Lunes del ajedrez. Croché ajedrecistico

El periodista Mauricio Pombo apacentando su rebaño ajedrecístico. Interesados en adquirir esta joya, no es sino que abran la boca o callen para siempre…

Por Óscar Domínguez Giraldo

Entre los ajedrecistas hay especímenes raros. Uno de ellos es Niemann, el norteamericano que hace un tiempo alborotó el mundillo blanco y negro por haberle ganado supuestamente con trampas al campeonísimo Carlsen.

Según el maestro Leontxo García, cronista de El País, de Madrid, el noruego no ofreció pruebas contundentes del fraude. Y el mundo siguió su marcha.


El primer farsante fue el alemán Wolfgang von Kempelen quien en 1769 inventó una máquina, el “Turco”, que jugaba ajedrez. Esa máquina derrotó a Napoleón en su época de vacas gordas militares. El truco se conoció 71 años después de la muerte de von Kempelen: dentro del aparato metía a un diminuto jugador al que le llegaban las jugadas a través de un complejo mecanismo. (El cementerio está lleno de imprescindibles, dijo alguna vez Napoleón. Incluido él, claro).


Muchos cometimos pecadillos en nuestros inicios frente al tablero: Cuando nos sentíamos perdidos, provocábamos la caída de las piezas y al ponerlas de nuevo en su sitio, el peligro se había esfumado. Que me perdone mis pilatunas la diosa Caissa, patrona del juego.


Miguel Tal, el “Mago” de Riga, Letonia, se hacía contar chistes antes de las partidas. “Si el chiste es malo, pierdo, y si es bueno, gano”. Para el excampeón Kasparov en la mirada de Tal había algo mefistofélico. Algunos usaban gafas oscuras cuando lo enfrentaban.


A manera de talismán, Kasparov llevaba la misma almohada a todas partes. Como el poeta Darío Jaramillo Agudelo. También se hacía acompañar de su complejo de Edipo, su madre. O de su novia, cuando estuvo en Bogotá, convertido en certero conferencista. Le oí decir en esa charla que no habría sido campeón del mundo si no hubiera tenido un rival como Karpov. Retirado de los torneos se empeñó en tumbar al presidente Putin. No lo ha logrado. Me ofrezco para cargarle la maleta en su empeño.

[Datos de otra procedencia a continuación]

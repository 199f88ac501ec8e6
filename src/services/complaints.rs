use serde::Serialize;
use sqlx::{PgPool, QueryBuilder};
use tracing::info;
use uuid::Uuid;

use super::{access, validation, ServiceError};
use crate::database::models::{Complaint, ComplaintStatus, Location, Role, User};
use crate::events::{outbox, DomainEvent};

const COMPLAINT_COLUMNS: &str = "id, title, description, status, escalation_level, user_id, \
     sector_admin_id, district_admin_id, province, district, sector, created_at, resolved_at";

const USER_COLUMNS: &str =
    "id, name, email, password_hash, role, province, district, sector, created_at";

pub struct NewComplaint {
    pub title: String,
    pub description: String,
    pub location: Location,
}

#[derive(Debug, Serialize)]
pub struct DashboardCounts {
    pub pending: i64,
    pub in_progress: i64,
    pub escalated: i64,
    pub resolved: i64,
    pub total: i64,
}

pub struct ComplaintService {
    pool: PgPool,
}

impl ComplaintService {
    pub fn new(pool: PgPool) -> Self {
        Self { pool }
    }

    /// Create a complaint and route it to the sector admin matching its
    /// location. Fails 404 when no such admin exists. The assignment and the
    /// notification event commit atomically.
    pub async fn submit(&self, actor: &User, input: NewComplaint) -> Result<Complaint, ServiceError> {
        validation::validate_length("Title", &input.title, 5, 200)
            .map_err(ServiceError::Validation)?;
        validation::validate_length("Description", &input.description, 1, 2000)
            .map_err(ServiceError::Validation)?;

        let sector_admin = self
            .find_admin(Role::SectorAdmin, &input.location.district, Some(&input.location.sector))
            .await?
            .ok_or_else(|| {
                ServiceError::NotFound(
                    "No sector administrator is assigned to this location".to_string(),
                )
            })?;

        let mut tx = self.pool.begin().await?;

        let complaint: Complaint = sqlx::query_as(&format!(
            "INSERT INTO complaints \
             (title, description, user_id, sector_admin_id, province, district, sector) \
             VALUES ($1, $2, $3, $4, $5, $6, $7) RETURNING {COMPLAINT_COLUMNS}"
        ))
        .bind(input.title.trim())
        .bind(input.description.trim())
        .bind(actor.id)
        .bind(sector_admin.id)
        .bind(&input.location.province)
        .bind(&input.location.district)
        .bind(&input.location.sector)
        .fetch_one(&mut *tx)
        .await?;

        outbox::enqueue(
            &mut tx,
            &DomainEvent::ComplaintSubmitted {
                complaint_id: complaint.id,
                title: complaint.title.clone(),
                sector_admin_id: sector_admin.id,
                location: complaint.location.clone(),
            },
        )
        .await?;

        tx.commit().await?;

        info!("Complaint {} routed to sector admin {}", complaint.id, sector_admin.id);
        Ok(complaint)
    }

    /// Hand the complaint to the district tier. The lookup is scoped to the
    /// actor's jurisdiction and to escalation level 0, so cross-jurisdiction
    /// or repeated escalations surface as not-found rather than forbidden.
    pub async fn escalate(&self, actor: &User, complaint_id: Uuid) -> Result<Complaint, ServiceError> {
        let complaint: Option<Complaint> = sqlx::query_as(&format!(
            "SELECT {COMPLAINT_COLUMNS} FROM complaints \
             WHERE id = $1 AND sector = $2 AND district = $3 AND escalation_level = 0"
        ))
        .bind(complaint_id)
        .bind(&actor.location.sector)
        .bind(&actor.location.district)
        .fetch_optional(&self.pool)
        .await?;

        let complaint = complaint
            .ok_or_else(|| ServiceError::NotFound("Complaint not found".to_string()))?;

        let district_admin = self
            .find_admin(Role::DistrictAdmin, &complaint.location.district, None)
            .await?
            .ok_or_else(|| {
                ServiceError::NotFound(
                    "No district administrator is assigned to this district".to_string(),
                )
            })?;

        let mut tx = self.pool.begin().await?;

        let complaint: Complaint = sqlx::query_as(&format!(
            "UPDATE complaints SET escalation_level = 1, status = 'escalated', \
             district_admin_id = $2 WHERE id = $1 RETURNING {COMPLAINT_COLUMNS}"
        ))
        .bind(complaint.id)
        .bind(district_admin.id)
        .fetch_one(&mut *tx)
        .await?;

        outbox::enqueue(
            &mut tx,
            &DomainEvent::ComplaintEscalated {
                complaint_id: complaint.id,
                title: complaint.title.clone(),
                district_admin_id: district_admin.id,
                district: complaint.location.district.clone(),
            },
        )
        .await?;

        tx.commit().await?;

        info!("Complaint {} escalated to district admin {}", complaint.id, district_admin.id);
        Ok(complaint)
    }

    /// Close out a complaint. Only the currently-assigned admin for the
    /// actor's tier may resolve, even inside the right jurisdiction.
    pub async fn resolve(&self, actor: &User, complaint_id: Uuid) -> Result<Complaint, ServiceError> {
        let complaint: Option<Complaint> = sqlx::query_as(&format!(
            "SELECT {COMPLAINT_COLUMNS} FROM complaints WHERE id = $1"
        ))
        .bind(complaint_id)
        .fetch_optional(&self.pool)
        .await?;

        let complaint = complaint
            .ok_or_else(|| ServiceError::NotFound("Complaint not found".to_string()))?;

        if complaint.is_resolved() {
            return Err(ServiceError::BadRequest(
                "Complaint is already resolved".to_string(),
            ));
        }

        let assigned = match actor.role {
            Role::SectorAdmin => complaint.sector_admin_id == actor.id,
            Role::DistrictAdmin => complaint.district_admin_id == Some(actor.id),
            _ => false,
        };
        if !assigned {
            return Err(ServiceError::Forbidden(
                "Only the assigned administrator can resolve this complaint".to_string(),
            ));
        }

        let mut tx = self.pool.begin().await?;

        let complaint: Complaint = sqlx::query_as(&format!(
            "UPDATE complaints SET status = 'resolved', resolved_at = now() \
             WHERE id = $1 RETURNING {COMPLAINT_COLUMNS}"
        ))
        .bind(complaint.id)
        .fetch_one(&mut *tx)
        .await?;

        outbox::enqueue(
            &mut tx,
            &DomainEvent::ComplaintResolved {
                complaint_id: complaint.id,
                title: complaint.title.clone(),
                user_id: complaint.user_id,
                sector_admin_id: complaint.sector_admin_id,
                district_admin_id: complaint.district_admin_id,
            },
        )
        .await?;

        tx.commit().await?;
        Ok(complaint)
    }

    /// Complaints assigned to the calling sector admin.
    pub async fn sector_queue(&self, actor: &User) -> Result<Vec<Complaint>, ServiceError> {
        let complaints: Vec<Complaint> = sqlx::query_as(&format!(
            "SELECT {COMPLAINT_COLUMNS} FROM complaints \
             WHERE sector_admin_id = $1 ORDER BY created_at DESC"
        ))
        .bind(actor.id)
        .fetch_all(&self.pool)
        .await?;
        Ok(complaints)
    }

    /// Role-scoped listing: citizens their own, sector admins their
    /// sector+district, district admins their district, super admins all.
    pub async fn list_for(
        &self,
        actor: &User,
        status: Option<ComplaintStatus>,
    ) -> Result<Vec<Complaint>, ServiceError> {
        let mut qb: QueryBuilder<sqlx::Postgres> = QueryBuilder::new(format!(
            "SELECT {COMPLAINT_COLUMNS} FROM complaints WHERE 1=1"
        ));

        match actor.role {
            Role::Citizen => {
                qb.push(" AND user_id = ").push_bind(actor.id);
            }
            Role::SectorAdmin => {
                qb.push(" AND sector = ").push_bind(&actor.location.sector);
                qb.push(" AND district = ").push_bind(&actor.location.district);
            }
            Role::DistrictAdmin => {
                qb.push(" AND district = ").push_bind(&actor.location.district);
            }
            Role::SuperAdmin => {}
        }

        if let Some(status) = status {
            qb.push(" AND status = ").push_bind(status);
        }

        qb.push(" ORDER BY created_at DESC");

        let complaints: Vec<Complaint> = qb.build_query_as().fetch_all(&self.pool).await?;
        Ok(complaints)
    }

    /// Single complaint, gated by the generic ownership/jurisdiction check.
    pub async fn get(&self, actor: &User, complaint_id: Uuid) -> Result<Complaint, ServiceError> {
        let complaint: Option<Complaint> = sqlx::query_as(&format!(
            "SELECT {COMPLAINT_COLUMNS} FROM complaints WHERE id = $1"
        ))
        .bind(complaint_id)
        .fetch_optional(&self.pool)
        .await?;

        let complaint = complaint
            .ok_or_else(|| ServiceError::NotFound("Complaint not found".to_string()))?;

        if !access::can_access(actor, &complaint.location, complaint.user_id) {
            return Err(ServiceError::Forbidden(
                "You do not have access to this complaint".to_string(),
            ));
        }

        Ok(complaint)
    }

    /// System-wide counts by status for the super-admin dashboard.
    pub async fn dashboard(&self) -> Result<DashboardCounts, ServiceError> {
        let rows: Vec<(ComplaintStatus, i64)> =
            sqlx::query_as("SELECT status, COUNT(*) FROM complaints GROUP BY status")
                .fetch_all(&self.pool)
                .await?;

        let mut counts = DashboardCounts {
            pending: 0,
            in_progress: 0,
            escalated: 0,
            resolved: 0,
            total: 0,
        };
        for (status, count) in rows {
            counts.total += count;
            match status {
                ComplaintStatus::Pending => counts.pending = count,
                ComplaintStatus::InProgress => counts.in_progress = count,
                ComplaintStatus::Escalated => counts.escalated = count,
                ComplaintStatus::Resolved => counts.resolved = count,
            }
        }
        Ok(counts)
    }

    /// First admin of the given role matching the location, oldest account
    /// first. The tie-break is arbitrary but deterministic.
    async fn find_admin(
        &self,
        role: Role,
        district: &str,
        sector: Option<&str>,
    ) -> Result<Option<User>, ServiceError> {
        let user: Option<User> = match sector {
            Some(sector) => {
                sqlx::query_as(&format!(
                    "SELECT {USER_COLUMNS} FROM users \
                     WHERE role = $1 AND district = $2 AND sector = $3 \
                     ORDER BY created_at ASC LIMIT 1"
                ))
                .bind(role)
                .bind(district)
                .bind(sector)
                .fetch_optional(&self.pool)
                .await?
            }
            None => {
                sqlx::query_as(&format!(
                    "SELECT {USER_COLUMNS} FROM users \
                     WHERE role = $1 AND district = $2 \
                     ORDER BY created_at ASC LIMIT 1"
                ))
                .bind(role)
                .bind(district)
                .fetch_optional(&self.pool)
                .await?
            }
        };
        Ok(user)
    }
}
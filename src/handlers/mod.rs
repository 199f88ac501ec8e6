pub mod auth;
pub mod complaints;
pub mod discussions;
pub mod feedback;
pub mod groups;
pub mod messages;
pub mod realtime;
pub mod reports;
pub mod users;
use axum::{extract::Request, middleware::Next, response::Response};

use super::auth::CurrentUser;
use crate::database::models::Role;
use crate::error::ApiError;

/// Role allow-list middleware. Wire per route group with
/// `middleware::from_fn(|req, next| restrict_to(&[Role::Citizen], req, next))`
/// behind `protect`, which injects the current user.
pub async fn restrict_to(
    allowed: &'static [Role],
    request: Request,
    next: Next,
) -> Result<Response, ApiError> {
    let CurrentUser(user) = request
        .extensions()
        .get::<CurrentUser>()
        .ok_or_else(|| ApiError::unauthorized("Authentication required"))?;

    if !allowed.contains(&user.role) {
        return Err(ApiError::forbidden(
            "You do not have permission to perform this action",
        ));
    }

    Ok(next.run(request).await)
}
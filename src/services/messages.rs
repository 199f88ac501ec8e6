use sqlx::PgPool;
use uuid::Uuid;

use super::{validation, ServiceError};
use crate::database::models::{Message, User};
use crate::events::{outbox, DomainEvent};

const MESSAGE_COLUMNS: &str = "id, sender_id, receiver_id, body, status, created_at, read_at";

pub struct MessageService {
    pool: PgPool,
}

impl MessageService {
    pub fn new(pool: PgPool) -> Self {
        Self { pool }
    }

    /// Send a direct message and notify the receiver's room.
    pub async fn send(
        &self,
        actor: &User,
        receiver_id: Uuid,
        body: &str,
    ) -> Result<Message, ServiceError> {
        validation::validate_length("Message", body, 1, 2000).map_err(ServiceError::Validation)?;

        if receiver_id == actor.id {
            return Err(ServiceError::BadRequest(
                "Cannot send a message to yourself".to_string(),
            ));
        }

        let exists: (i64,) = sqlx::query_as("SELECT COUNT(*) FROM users WHERE id = $1")
            .bind(receiver_id)
            .fetch_one(&self.pool)
            .await?;
        if exists.0 == 0 {
            return Err(ServiceError::NotFound("Recipient not found".to_string()));
        }

        let mut tx = self.pool.begin().await?;

        let message: Message = sqlx::query_as(&format!(
            "INSERT INTO messages (sender_id, receiver_id, body) \
             VALUES ($1, $2, $3) RETURNING {MESSAGE_COLUMNS}"
        ))
        .bind(actor.id)
        .bind(receiver_id)
        .bind(body.trim())
        .fetch_one(&mut *tx)
        .await?;

        outbox::enqueue(
            &mut tx,
            &DomainEvent::MessageSent {
                message_id: message.id,
                sender_id: message.sender_id,
                receiver_id: message.receiver_id,
            },
        )
        .await?;

        tx.commit().await?;
        Ok(message)
    }

    /// Both directions of the conversation between the caller and `other`,
    /// oldest first.
    pub async fn conversation(
        &self,
        actor: &User,
        other_id: Uuid,
    ) -> Result<Vec<Message>, ServiceError> {
        let messages: Vec<Message> = sqlx::query_as(&format!(
            "SELECT {MESSAGE_COLUMNS} FROM messages \
             WHERE (sender_id = $1 AND receiver_id = $2) \
                OR (sender_id = $2 AND receiver_id = $1) \
             ORDER BY created_at ASC"
        ))
        .bind(actor.id)
        .bind(other_id)
        .fetch_all(&self.pool)
        .await?;
        Ok(messages)
    }

    /// Mark a received message read. Receiver-only; idempotent.
    pub async fn mark_read(&self, actor: &User, message_id: Uuid) -> Result<Message, ServiceError> {
        let message: Option<Message> = sqlx::query_as(&format!(
            "SELECT {MESSAGE_COLUMNS} FROM messages WHERE id = $1"
        ))
        .bind(message_id)
        .fetch_optional(&self.pool)
        .await?;

        let message =
            message.ok_or_else(|| ServiceError::NotFound("Message not found".to_string()))?;

        if message.receiver_id != actor.id {
            return Err(ServiceError::Forbidden(
                "Only the recipient can mark a message read".to_string(),
            ));
        }

        let message: Message = sqlx::query_as(&format!(
            "UPDATE messages SET status = 'read', read_at = COALESCE(read_at, now()) \
             WHERE id = $1 RETURNING {MESSAGE_COLUMNS}"
        ))
        .bind(message.id)
        .fetch_one(&self.pool)
        .await?;

        Ok(message)
    }
}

Bobby Fischer se las ingeniaba para desestabilizar a su rival, el soviético Spassky, a quien le arrebató el título hace cincuenta años y monedas. Entre jugada y jugada, Fischer se comía las uñas y se sacaba ruidosamente los mocos. Ambos jugadores fueron utilizados por sus gobiernos como fichas políticas. 


Spassky confiesa que su arma secreta era una “voluntad inflexible”, heredada de su madre. Se separó de su mujer “porque éramos alfiles de distinto color”. Modestia, apártate, pero alguna vez mejoré mi currículo perdiendo contra Spassky. En voz baja suelo contar que ese día don Boris enfrentó a otros 30 jugadores algo tan desgastador como hacer el amor varias veces al mismo tiempo.


A Tigran Petrosian, quien perdió el título mundial jugando contra Spassky, le decían la “Boa” porque abrazaba a sus rivales con sus jugadas para triturarlos después. 


El colombiano Óscar Castro, quien derrotó entre otros grandes a Petrosian, sólo llevaba libros por equipaje lo que lo hacía sospechoso en todas las aduanas del mundo. Se entrenaba leyendo libros de los samuráis y regalandl la plata que ganaba en los torneo. Por su triunfo sobre Petrosian recibió las felicitaciones y cien dólares del desertor Victor Korchnoi, otro trebejista insólito. 


Capablanca, cubano, excampeón mundial, jugaba ajedrez cuando no estaba haciendo el amor, asegura su paisano Cabrera Infante. “Cuando veo una mujer hermosa empiezo a odiar el ajedrez”, decía el dandy caribe que no estudiaba las aperturas. Perdió el título jugando contra Alekhine quien se negó a darle la revancha.


Alekhine jugó en Colombia en los años treinta. Cuando disputó una final en Buenos Aires, el entonces fundador y director de El Tiempo, el manizaleño Alfonso Villegas Restrepo, trebejista aficionado, ordenó publicar en primera página todas las partidas que le llegaban a través del parsimonioso cable de las agencias de noticias.

Todo ajedrecista es, por principio, un mentiroso de oficio. Pierde batallas para ganar la guerra. Sucede cuando sacrifica una pieza a cambio de la victoria. 


En el ámbito parroquial, perdí partidas contra mi fallecido amigo envigadeño Gilberto Álvarez, el Uno, porque me distraía oyendo la música que salía de la máquina Singer que accionaba su padre sastre. Lo de la Singer no era truco de los Álvarez. Era bobada mía.